The Daily Stoic is a book that presents the teachings of the ancient Greek philosophers known as the Stoics. The Stoics were a school of philosophy that originated in the 3rd century BC and was founded by the philosopher Zeno of Citium. The Stoics were concerned with living a virtuous life and finding inner peace and happiness through wisdom, reason, and self-control.

One of the core principles of Stoicism is the idea that we should focus on what we can control and let go of what we cannot. The Stoics believed that external events, such as success or failure, are not within our control and that it is futile to worry about them. Instead, they focused on developing their character and virtues, such as integrity, honesty, and compassion, which they believed were within their control.

This emphasis on focusing on what we can control can be seen in the Stoic concept of "apatheia," which refers to a state of being free from negative emotions such as anger, fear, and anxiety. The Stoics believed that these negative emotions were caused by our attachment to things that were not within our control and that by letting go of this attachment, we could find inner peace.

Another essential concept in Stoicism is the idea of "negative visualization," which involves imagining the worst-case scenario to appreciate what one has and prepare for potential challenges. This practice helps one to maintain a sense of perspective and not take things for granted. The Stoics believed that this practice could also help to reduce anxiety and fear, as it helps us to realize that we can cope with difficult situations if they arise.

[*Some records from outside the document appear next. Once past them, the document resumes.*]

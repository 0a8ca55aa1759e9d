//! Azure provider driven through the `az` CLI.
//!
//! Every cluster gets its own resource group holding a `kola-vn` virtual
//! network. Deleting the group at teardown releases everything the cluster
//! created. Instances are addressed by VM name inside that group.

use std::collections::HashMap;
use std::ffi::OsString;
use std::sync::{Arc, LazyLock, OnceLock};
use std::time::Duration;

use serde::Deserialize;
use slog::{Logger, debug, info, o};

use crate::command::{CommandRunner, os_args};
use crate::retry::{CancelSignal, Poll, poll_for};

use super::cli::{VendorCli, scratch_file};
use super::locks::lock_named;
use super::rollback::Rollback;
use super::{
    Addresses, ClusterIdentity, GcSummary, Instance, InstanceRequest, Platform, Provider,
    ProviderError, ProviderFuture, is_expired, parse_address, parse_timestamp,
};

mod config;

pub use config::AzureConfig;

const VNET_NAME: &str = "kola-vn";
const SUBNET_NAME: &str = "kola-subnet";
const CREATED_BY_TAG: &str = "createdBy=mantle";
const HTTP_TIMEOUT: Duration = Duration::from_secs(30);

static HTTP_CLIENT: LazyLock<reqwest::Client> = LazyLock::new(|| {
    reqwest::Client::builder()
        .timeout(HTTP_TIMEOUT)
        .build()
        .unwrap_or_else(|_| reqwest::Client::new())
});

#[derive(Debug)]
struct Shared {
    resource_group: String,
    ssh_public_key: Option<String>,
}

/// Azure implementation of [`Provider`].
#[derive(Debug)]
pub struct AzureProvider {
    config: AzureConfig,
    cli: VendorCli,
    log: Logger,
    poll: Poll,
    shared: OnceLock<Shared>,
}

#[derive(Debug, Deserialize)]
#[serde(rename_all = "camelCase")]
struct VmDetails {
    provisioning_state: Option<String>,
    public_ips: Option<String>,
    private_ips: Option<String>,
}

#[derive(Debug, Deserialize)]
#[serde(rename_all = "camelCase")]
struct BootLogUris {
    serial_console_log_blob_uri: Option<String>,
}

#[derive(Debug, Deserialize)]
struct ResourceGroup {
    name: String,
    #[serde(default)]
    tags: Option<HashMap<String, String>>,
}

impl VmDetails {
    fn addresses(&self) -> Addresses {
        Addresses {
            public: first_address(self.public_ips.as_deref()),
            private: first_address(self.private_ips.as_deref()),
        }
    }
}

/// `vm show -d` reports comma separated address lists.
fn first_address(list: Option<&str>) -> Option<std::net::IpAddr> {
    parse_address(list.and_then(|text| text.split(',').next()))
}

impl AzureProvider {
    /// Creates the provider after validating `config`.
    ///
    /// # Errors
    ///
    /// Returns [`ProviderError::InvalidOptions`] when required settings are
    /// missing.
    pub fn new(
        config: AzureConfig,
        runner: Arc<dyn CommandRunner>,
        log: &Logger,
    ) -> Result<Self, ProviderError> {
        config
            .validate()
            .map_err(|err| ProviderError::InvalidOptions {
                platform: Platform::Azure,
                message: err.to_string(),
            })?;
        let mut global_args = os_args(["--output", "json"]);
        if let Some(subscription) = &config.subscription {
            global_args.extend(os_args(["--subscription", subscription.as_str()]));
        }
        Ok(Self {
            cli: VendorCli::new(config.cli_bin.clone(), global_args, runner),
            log: log.new(o!("platform" => "azure", "location" => config.location.clone())),
            config,
            poll: Poll::AZURE_PROVISION,
            shared: OnceLock::new(),
        })
    }

    /// Overrides the VM provisioning budget.
    #[must_use]
    pub const fn with_poll(mut self, poll: Poll) -> Self {
        self.poll = poll;
        self
    }

    fn shared(&self) -> Result<&Shared, ProviderError> {
        self.shared.get().ok_or(ProviderError::NotSetUp {
            platform: Platform::Azure,
        })
    }

    async fn do_setup(&self, identity: &ClusterIdentity) -> Result<(), ProviderError> {
        if self.shared.get().is_some() {
            return Err(ProviderError::AlreadySetUp {
                platform: Platform::Azure,
            });
        }
        let group = identity.name.as_str();
        let _guard = lock_named(&format!("azure-resource-group-{group}")).await;
        let created_at = format!("createdAt={}", chrono::Utc::now().to_rfc3339());
        self.cli
            .run(
                "create resource group",
                os_args([
                    "group",
                    "create",
                    "--name",
                    group,
                    "--location",
                    self.config.location.as_str(),
                    "--tags",
                    CREATED_BY_TAG,
                    created_at.as_str(),
                ]),
            )
            .await?;
        info!(self.log, "created resource group"; "group" => group);

        let mut rollback = Rollback::new(&self.cli, &self.log);
        rollback.push("delete resource group", delete_group_args(group));
        let vnet = self
            .cli
            .run(
                "create virtual network",
                os_args([
                    "network",
                    "vnet",
                    "create",
                    "--resource-group",
                    group,
                    "--name",
                    VNET_NAME,
                    "--address-prefixes",
                    "10.0.0.0/16",
                    "--subnet-name",
                    SUBNET_NAME,
                    "--subnet-prefixes",
                    "10.0.0.0/24",
                ]),
            )
            .await;
        if let Err(err) = vnet {
            rollback.unwind().await;
            return Err(err);
        }
        rollback.commit();

        self.shared
            .set(Shared {
                resource_group: group.to_owned(),
                ssh_public_key: identity.ssh_public_key.clone(),
            })
            .map_err(|_| ProviderError::AlreadySetUp {
                platform: Platform::Azure,
            })
    }

    async fn create(
        &self,
        request: &InstanceRequest,
        cancel: &CancelSignal,
    ) -> Result<Instance, ProviderError> {
        let shared = self.shared()?;
        let group = shared.resource_group.as_str();
        let custom_data = scratch_file("write custom data", &request.user_data)?;

        let mut args = os_args([
            "vm",
            "create",
            "--resource-group",
            group,
            "--name",
            request.name.as_str(),
            "--image",
            self.config.image.as_str(),
            "--size",
            self.config.size.as_str(),
            "--admin-username",
            self.config.admin_user.as_str(),
            "--vnet-name",
            VNET_NAME,
            "--subnet",
            SUBNET_NAME,
            "--tags",
            CREATED_BY_TAG,
            "--no-wait",
        ]);
        args.push(OsString::from("--custom-data"));
        args.push(custom_data.path().as_os_str().to_owned());
        match &shared.ssh_public_key {
            Some(key) => args.extend(os_args(["--ssh-key-values", key.as_str()])),
            None => args.push(OsString::from("--generate-ssh-keys")),
        }
        self.cli.run("create vm", args).await?;
        debug!(self.log, "vm requested"; "vm" => &request.name);

        let mut rollback = Rollback::new(&self.cli, &self.log);
        rollback.push("delete vm", delete_vm_args(group, &request.name));

        let waited = poll_for(self.poll, cancel, || self.provisioned(group, &request.name)).await;
        match waited {
            Ok(addresses) => {
                rollback.commit();
                info!(self.log, "vm provisioned"; "vm" => &request.name);
                Ok(Instance {
                    id: request.name.clone(),
                    name: request.name.clone(),
                    addresses,
                    floating_ip: None,
                })
            }
            Err(err) => {
                rollback.unwind().await;
                Err(ProviderError::readiness("wait for vm provisioning", err))
            }
        }
    }

    async fn show(&self, group: &str, name: &str) -> Result<VmDetails, ProviderError> {
        self.cli
            .json(
                "show vm",
                os_args([
                    "vm",
                    "show",
                    "--resource-group",
                    group,
                    "--name",
                    name,
                    "--show-details",
                ]),
            )
            .await
    }

    async fn provisioned(
        &self,
        group: &str,
        name: &str,
    ) -> Result<Option<Addresses>, ProviderError> {
        let details = self.show(group, name).await?;
        match details.provisioning_state.as_deref() {
            Some("Succeeded") => {
                let addresses = details.addresses();
                Ok(addresses.public.is_some().then_some(addresses))
            }
            Some(state @ ("Failed" | "Canceled")) => Err(ProviderError::InstanceFailed {
                instance_id: name.to_owned(),
                state: state.to_owned(),
            }),
            _ => Ok(None),
        }
    }

    async fn console(&self, instance: &Instance) -> Result<Vec<u8>, ProviderError> {
        let group = self.shared()?.resource_group.as_str();
        let uris: BootLogUris = self
            .cli
            .json(
                "get boot log uris",
                os_args([
                    "vm",
                    "boot-diagnostics",
                    "get-boot-log-uris",
                    "--resource-group",
                    group,
                    "--name",
                    instance.name.as_str(),
                ]),
            )
            .await?;
        let Some(uri) = uris.serial_console_log_blob_uri else {
            return Ok(Vec::new());
        };
        let http_error = |err: reqwest::Error| ProviderError::Http {
            step: String::from("download serial console"),
            message: err.to_string(),
        };
        let response = HTTP_CLIENT
            .get(&uri)
            .send()
            .await
            .and_then(reqwest::Response::error_for_status)
            .map_err(http_error)?;
        Ok(response.bytes().await.map_err(http_error)?.to_vec())
    }

    async fn collect_garbage(&self, grace_period: Duration) -> Result<GcSummary, ProviderError> {
        let groups: Vec<ResourceGroup> = self
            .cli
            .json(
                "list tagged resource groups",
                os_args(["group", "list", "--tag", CREATED_BY_TAG]),
            )
            .await?;
        let now = chrono::Utc::now();
        let mut summary = GcSummary::default();
        for group in groups {
            let created = group
                .tags
                .as_ref()
                .and_then(|tags| tags.get("createdAt"))
                .map(|stamp| parse_timestamp("list tagged resource groups", stamp));
            match created {
                Some(Ok(stamp)) if is_expired(stamp, now, grace_period) => {
                    let mut args = delete_group_args(&group.name);
                    args.push(OsString::from("--no-wait"));
                    match self.cli.run("delete expired resource group", args).await {
                        Ok(_) => summary.terminated.push(group.name),
                        Err(err) => summary.record_failure(
                            &self.log,
                            &group.name,
                            "delete expired resource group",
                            &err,
                        ),
                    }
                }
                Some(Err(err)) => {
                    summary.record_failure(&self.log, &group.name, "read createdAt", &err);
                }
                _ => summary.skipped += 1,
            }
        }
        Ok(summary)
    }
}

fn delete_group_args(group: &str) -> Vec<OsString> {
    os_args(["group", "delete", "--name", group, "--yes"])
}

fn delete_vm_args(group: &str, name: &str) -> Vec<OsString> {
    os_args(["vm", "delete", "--resource-group", group, "--name", name, "--yes"])
}

impl Provider for AzureProvider {
    fn platform(&self) -> Platform {
        Platform::Azure
    }

    fn setup<'a>(&'a self, identity: &'a ClusterIdentity) -> ProviderFuture<'a, ()> {
        Box::pin(self.do_setup(identity))
    }

    fn create_instance<'a>(
        &'a self,
        request: &'a InstanceRequest,
        cancel: &'a CancelSignal,
    ) -> ProviderFuture<'a, Instance> {
        Box::pin(self.create(request, cancel))
    }

    fn refresh_addresses<'a>(&'a self, instance: &'a Instance) -> ProviderFuture<'a, Addresses> {
        Box::pin(async move {
            let group = self.shared()?.resource_group.as_str();
            Ok(self.show(group, &instance.name).await?.addresses())
        })
    }

    fn console_output<'a>(&'a self, instance: &'a Instance) -> ProviderFuture<'a, Vec<u8>> {
        Box::pin(self.console(instance))
    }

    fn terminate_instance<'a>(&'a self, instance: &'a Instance) -> ProviderFuture<'a, ()> {
        Box::pin(async move {
            let group = self.shared()?.resource_group.as_str();
            self.cli
                .run("delete vm", delete_vm_args(group, &instance.name))
                .await
                .map(drop)
        })
    }

    fn teardown(&self) -> ProviderFuture<'_, ()> {
        Box::pin(async move {
            let Some(shared) = self.shared.get() else {
                return Ok(());
            };
            self.cli
                .run(
                    "delete resource group",
                    delete_group_args(&shared.resource_group),
                )
                .await
                .map(drop)
        })
    }

    fn gc(&self, grace_period: Duration) -> ProviderFuture<'_, GcSummary> {
        Box::pin(self.collect_garbage(grace_period))
    }
}

#[cfg(test)]
mod tests;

The Stoics also emphasized the importance of living in the present moment and not getting caught up in regrets about the past or worries about the future. They believed that the present moment is all that truly exists and that the past and future are just mental constructs. One can live a more mindful and fulfilling life by focusing on the present.

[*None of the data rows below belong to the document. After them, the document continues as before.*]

//! Unit tests for the reporters.

use std::time::Duration;

use camino::Utf8PathBuf;
use rstest::rstest;
use serde_json::{Value, json};
use tempfile::TempDir;

use super::*;

fn record(name: &str, result: Outcome, secs: u64, output: &str) -> TestRecord {
    TestRecord {
        name: name.to_owned(),
        result,
        duration: Duration::from_secs(secs),
        output: output.to_owned(),
    }
}

#[test]
fn json_report_keeps_call_order_and_context() {
    let mut reporter = JsonReporter::new(Vec::new(), "aws", "2191.0.0");
    reporter.report_test(&record("t1", Outcome::Pass, 2, "ok"));
    reporter.report_test(&record("t2", Outcome::Fail, 1, "boom"));

    let written = reporter.write_report(Outcome::Fail).expect("report");
    let value: Value = serde_json::from_slice(&written).expect("valid json");

    assert_eq!(
        value,
        json!({
            "tests": [
                {"name": "t1", "result": "PASS", "duration": 2_000_000_000_u64, "output": "ok"},
                {"name": "t2", "result": "FAIL", "duration": 1_000_000_000_u64, "output": "boom"}
            ],
            "result": "FAIL",
            "platform": "aws",
            "version": "2191.0.0"
        })
    );
}

#[test]
fn json_fields_are_in_wire_order() {
    let reporter = JsonReporter::new(Vec::new(), "oci", "1.0");
    let written = reporter.write_report(Outcome::Pass).expect("report");

    assert_eq!(
        String::from_utf8(written).expect("utf8"),
        r#"{"tests":[],"result":"PASS","platform":"oci","version":"1.0"}"#
    );
}

#[rstest]
#[case::all_pass(&[Outcome::Pass, Outcome::Pass], Outcome::Pass)]
#[case::skip_is_not_failure(&[Outcome::Pass, Outcome::Skip], Outcome::Pass)]
#[case::any_fail(&[Outcome::Skip, Outcome::Fail, Outcome::Pass], Outcome::Fail)]
#[case::empty(&[], Outcome::Pass)]
fn overall_result(#[case] results: &[Outcome], #[case] expected: Outcome) {
    let records: Vec<TestRecord> = results
        .iter()
        .map(|result| record("t", *result, 0, ""))
        .collect();
    assert_eq!(Outcome::overall(&records), expected);
}

#[test]
fn file_reporter_writes_once_on_finish() {
    let tmp = TempDir::new().expect("tempdir");
    let root = Utf8PathBuf::from_path_buf(tmp.path().to_path_buf()).expect("utf8 tempdir");
    let path = root.join("reports.json");
    let mut reporter: Box<dyn Reporter> =
        Box::new(JsonReporter::create(&path, "packet", "dev").expect("create report"));
    reporter.report_test(&record("linux.nfs.v4", Outcome::Skip, 0, ""));

    reporter.finish(Outcome::Pass).expect("finish");

    let value: Value =
        serde_json::from_str(&std::fs::read_to_string(&path).expect("read report"))
            .expect("valid json");
    assert_eq!(value["tests"][0]["result"], "SKIP");
    assert_eq!(value["platform"], "packet");
}

#[test]
fn fan_out_reports_to_every_sink() {
    let tmp = TempDir::new().expect("tempdir");
    let root = Utf8PathBuf::from_path_buf(tmp.path().to_path_buf()).expect("utf8 tempdir");
    let mut reporters = Reporters::new();
    for name in ["a.json", "b.json"] {
        reporters.push(Box::new(
            JsonReporter::create(&root.join(name), "aws", "dev").expect("create report"),
        ));
    }
    assert_eq!(reporters.len(), 2);
    reporters.report_test(&record("t1", Outcome::Pass, 1, "ok"));

    Box::new(reporters).finish(Outcome::Pass).expect("finish");

    for name in ["a.json", "b.json"] {
        let text = std::fs::read_to_string(root.join(name)).expect("read report");
        assert!(text.contains(r#""name":"t1""#), "{name}: {text}");
    }
}

#[test]
fn create_fails_for_missing_directory() {
    let err = JsonReporter::create(
        Utf8PathBuf::from("/nonexistent/kola/report.json").as_path(),
        "aws",
        "dev",
    )
    .expect_err("parent does not exist");
    assert!(matches!(err, ReporterError::Io { .. }), "got {err}");
}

In addition to focusing on the present, the Stoics believed in the power of reason and self-discipline. They thought that by using logic to understand the world and our place, we could make better decisions and lead a more virtuous life. Self-discipline, or the ability to control one's desires and emotions, was also essential for living a good life. The Stoics believed that by cultivating self-discipline, we could become masters of our fate and find inner peace and happiness.

One of the key figures in Stoicism was the philosopher Epictetus, who was born into slavery in ancient Rome but later gained his freedom and became a philosophy teacher. Epictetus taught that we should not let external events determine our happiness but rather that we should find happiness within ourselves through the practice of wisdom and self-control. He also emphasized the importance of living a virtuous life and serving others.

Another important figure in Stoicism was the philosopher Marcus Aurelius, who was the Roman Emperor from 161 to 180 AD. Marcus Aurelius was a firm believer in the Stoic philosophy and wrote extensively about it in his journal, which was later compiled into a book called "Meditations." In "Meditations," Marcus Aurelius wrote about the importance of living a virtuous life, practising self-discipline, and finding inner peace through cultivating wisdom and reason.